What is needed: Sort through the material below and copy each line with "match".

Recorded data below:

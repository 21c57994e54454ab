//! Sparse associative container for directional derivatives.
//!
//! A [`PairedVector`] maps global coordinate DOF ids to a payload: a scalar, a small vector or a
//! dense matrix. Entries are kept in a flat vector sorted by key, which gives deterministic
//! iteration order and makes accumulation results independent of insertion order.
use std::ops::{AddAssign, Mul, MulAssign};

#[derive(Debug, Clone, PartialEq)]
pub struct PairedVector<P> {
    entries: Vec<(usize, P)>,
}

impl<P> Default for PairedVector<P> {
    fn default() -> Self {
        Self { entries: Vec::new() }
    }
}

impl<P> PairedVector<P> {
    pub fn new() -> Self {
        Self::default()
    }

    pub fn with_capacity(capacity: usize) -> Self {
        Self {
            entries: Vec::with_capacity(capacity),
        }
    }

    pub fn len(&self) -> usize {
        self.entries.len()
    }

    pub fn is_empty(&self) -> bool {
        self.entries.is_empty()
    }

    pub fn clear(&mut self) {
        self.entries.clear();
    }

    pub fn get(&self, key: usize) -> Option<&P> {
        self.entries
            .binary_search_by_key(&key, |(k, _)| *k)
            .ok()
            .map(|idx| &self.entries[idx].1)
    }

    pub fn contains_key(&self, key: usize) -> bool {
        self.get(key).is_some()
    }

    /// Returns the payload for `key`, inserting `f()` first if the key is absent.
    pub fn entry_or_insert_with(&mut self, key: usize, f: impl FnOnce() -> P) -> &mut P {
        let idx = match self.entries.binary_search_by_key(&key, |(k, _)| *k) {
            Ok(idx) => idx,
            Err(idx) => {
                self.entries.insert(idx, (key, f()));
                idx
            }
        };
        &mut self.entries[idx].1
    }

    /// Iterates over `(key, payload)` pairs in increasing key order.
    pub fn iter(&self) -> impl Iterator<Item = (usize, &P)> + '_ {
        self.entries.iter().map(|(k, p)| (*k, p))
    }

    pub fn iter_mut(&mut self) -> impl Iterator<Item = (usize, &mut P)> + '_ {
        self.entries.iter_mut().map(|(k, p)| (*k, p))
    }

    pub fn keys(&self) -> impl Iterator<Item = usize> + '_ {
        self.entries.iter().map(|(k, _)| *k)
    }

    pub fn map<Q>(&self, mut f: impl FnMut(&P) -> Q) -> PairedVector<Q> {
        PairedVector {
            entries: self.entries.iter().map(|(k, p)| (*k, f(p))).collect(),
        }
    }
}

impl<P: AddAssign> PairedVector<P> {
    /// Accumulates `value` into the entry for `key`, inserting it if absent.
    pub fn add(&mut self, key: usize, value: P) {
        match self.entries.binary_search_by_key(&key, |(k, _)| *k) {
            Ok(idx) => self.entries[idx].1 += value,
            Err(idx) => self.entries.insert(idx, (key, value)),
        }
    }

    /// Accumulates `f(q)` for every entry `q` of `other`.
    pub fn add_mapped<Q>(&mut self, other: &PairedVector<Q>, mut f: impl FnMut(&Q) -> P) {
        for (key, q) in other.iter() {
            self.add(key, f(q));
        }
    }
}

impl<P: AddAssign + Clone> PairedVector<P> {
    /// Accumulates `factor * other`.
    pub fn add_scaled<S: Copy>(&mut self, other: &PairedVector<P>, factor: S)
    where
        P: Mul<S, Output = P>,
    {
        self.add_mapped(other, |p| p.clone() * factor);
    }
}

impl<P> PairedVector<P> {
    /// Multiplies every payload by `factor`.
    pub fn scale<S: Copy>(&mut self, factor: S)
    where
        P: MulAssign<S>,
    {
        for (_, p) in &mut self.entries {
            *p *= factor;
        }
    }
}

impl<P> FromIterator<(usize, P)> for PairedVector<P>
where
    P: AddAssign,
{
    fn from_iter<I: IntoIterator<Item = (usize, P)>>(iter: I) -> Self {
        let mut result = Self::new();
        for (key, value) in iter {
            result.add(key, value);
        }
        result
    }
}

impl<P> IntoIterator for PairedVector<P> {
    type Item = (usize, P);
    type IntoIter = std::vec::IntoIter<(usize, P)>;

    fn into_iter(self) -> Self::IntoIter {
        self.entries.into_iter()
    }
}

End of Recorded data.

Reply to the exercise:
        let idx = match self.entries.binary_search_by_key(&key, |(k, _)| *k) {
        match self.entries.binary_search_by_key(&key, |(k, _)| *k) {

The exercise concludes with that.